What the exercise asks:
Once the line containing "governing permissions and" has been copied, stop; copy every line before it exactly, beginning with the first line of the material below.

Data shown:
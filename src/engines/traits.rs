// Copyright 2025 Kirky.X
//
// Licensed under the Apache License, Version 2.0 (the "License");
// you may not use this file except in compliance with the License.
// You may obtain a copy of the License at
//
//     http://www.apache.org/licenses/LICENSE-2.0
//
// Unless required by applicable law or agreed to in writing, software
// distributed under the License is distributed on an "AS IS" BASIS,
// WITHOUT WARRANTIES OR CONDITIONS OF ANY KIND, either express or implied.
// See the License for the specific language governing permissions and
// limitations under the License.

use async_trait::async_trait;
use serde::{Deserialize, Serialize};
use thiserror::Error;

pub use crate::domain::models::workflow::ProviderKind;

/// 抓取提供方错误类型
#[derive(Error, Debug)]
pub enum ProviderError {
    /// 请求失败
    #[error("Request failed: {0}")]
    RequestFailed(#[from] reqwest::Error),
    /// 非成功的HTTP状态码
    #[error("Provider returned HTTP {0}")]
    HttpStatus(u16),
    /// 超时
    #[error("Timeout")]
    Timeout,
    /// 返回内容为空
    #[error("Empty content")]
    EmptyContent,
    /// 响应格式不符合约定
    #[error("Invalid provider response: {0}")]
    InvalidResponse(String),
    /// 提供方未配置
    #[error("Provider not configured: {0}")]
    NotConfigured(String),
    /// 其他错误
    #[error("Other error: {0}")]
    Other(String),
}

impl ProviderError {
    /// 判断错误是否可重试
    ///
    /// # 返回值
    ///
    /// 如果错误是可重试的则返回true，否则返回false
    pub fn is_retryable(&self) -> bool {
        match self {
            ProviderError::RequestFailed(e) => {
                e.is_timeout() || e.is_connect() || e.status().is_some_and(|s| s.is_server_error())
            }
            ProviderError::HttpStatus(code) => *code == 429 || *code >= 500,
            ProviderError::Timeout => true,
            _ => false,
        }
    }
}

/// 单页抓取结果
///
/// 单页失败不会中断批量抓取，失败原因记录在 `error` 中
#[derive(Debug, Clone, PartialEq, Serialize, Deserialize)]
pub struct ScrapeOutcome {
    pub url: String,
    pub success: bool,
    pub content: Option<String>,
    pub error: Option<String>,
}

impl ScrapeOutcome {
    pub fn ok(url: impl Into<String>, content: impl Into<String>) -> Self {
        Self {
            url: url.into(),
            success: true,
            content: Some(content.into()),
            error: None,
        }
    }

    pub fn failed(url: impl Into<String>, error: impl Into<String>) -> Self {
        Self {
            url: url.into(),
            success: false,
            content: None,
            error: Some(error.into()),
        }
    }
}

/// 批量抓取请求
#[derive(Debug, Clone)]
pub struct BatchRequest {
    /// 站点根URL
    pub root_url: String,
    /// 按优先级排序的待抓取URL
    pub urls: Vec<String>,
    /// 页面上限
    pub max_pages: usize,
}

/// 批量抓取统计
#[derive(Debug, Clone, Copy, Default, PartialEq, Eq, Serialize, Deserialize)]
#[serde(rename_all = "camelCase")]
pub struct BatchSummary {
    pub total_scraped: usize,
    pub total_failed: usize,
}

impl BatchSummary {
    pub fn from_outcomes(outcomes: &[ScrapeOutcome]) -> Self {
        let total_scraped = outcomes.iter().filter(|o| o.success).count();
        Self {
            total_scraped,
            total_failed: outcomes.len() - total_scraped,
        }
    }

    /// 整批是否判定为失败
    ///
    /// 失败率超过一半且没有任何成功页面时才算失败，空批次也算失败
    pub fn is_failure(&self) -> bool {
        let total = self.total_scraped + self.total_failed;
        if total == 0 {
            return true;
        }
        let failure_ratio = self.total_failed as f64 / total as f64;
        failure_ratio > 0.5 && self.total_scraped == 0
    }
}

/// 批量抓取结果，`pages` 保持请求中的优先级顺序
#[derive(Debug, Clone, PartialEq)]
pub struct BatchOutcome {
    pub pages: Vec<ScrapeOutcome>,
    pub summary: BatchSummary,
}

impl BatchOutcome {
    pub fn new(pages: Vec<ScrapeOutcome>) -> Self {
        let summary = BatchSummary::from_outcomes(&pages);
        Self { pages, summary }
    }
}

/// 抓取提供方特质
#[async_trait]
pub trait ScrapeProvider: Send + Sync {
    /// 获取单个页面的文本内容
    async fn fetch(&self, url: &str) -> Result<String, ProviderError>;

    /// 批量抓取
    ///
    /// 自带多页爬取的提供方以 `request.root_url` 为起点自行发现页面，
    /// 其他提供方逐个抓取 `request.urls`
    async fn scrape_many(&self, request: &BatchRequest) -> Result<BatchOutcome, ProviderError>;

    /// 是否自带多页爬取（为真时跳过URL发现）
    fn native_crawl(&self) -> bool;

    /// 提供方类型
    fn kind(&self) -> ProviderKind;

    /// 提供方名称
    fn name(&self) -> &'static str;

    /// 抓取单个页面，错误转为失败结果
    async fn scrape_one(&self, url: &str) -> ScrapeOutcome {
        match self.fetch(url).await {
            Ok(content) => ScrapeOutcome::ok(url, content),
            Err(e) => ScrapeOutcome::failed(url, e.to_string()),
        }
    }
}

Written response:
filename src/engines/traits.rs
// Copyright 2025 Kirky.X
//
// Licensed under the Apache License, Version 2.0 (the "License");
// you may not use this file except in compliance with the License.
// You may obtain a copy of the License at
//
//     http://www.apache.org/licenses/LICENSE-2.0
//
// Unless required by applicable law or agreed to in writing, software
// distributed under the License is distributed on an "AS IS" BASIS,
// WITHOUT WARRANTIES OR CONDITIONS OF ANY KIND, either express or implied.
// See the License for the specific language governing permissions and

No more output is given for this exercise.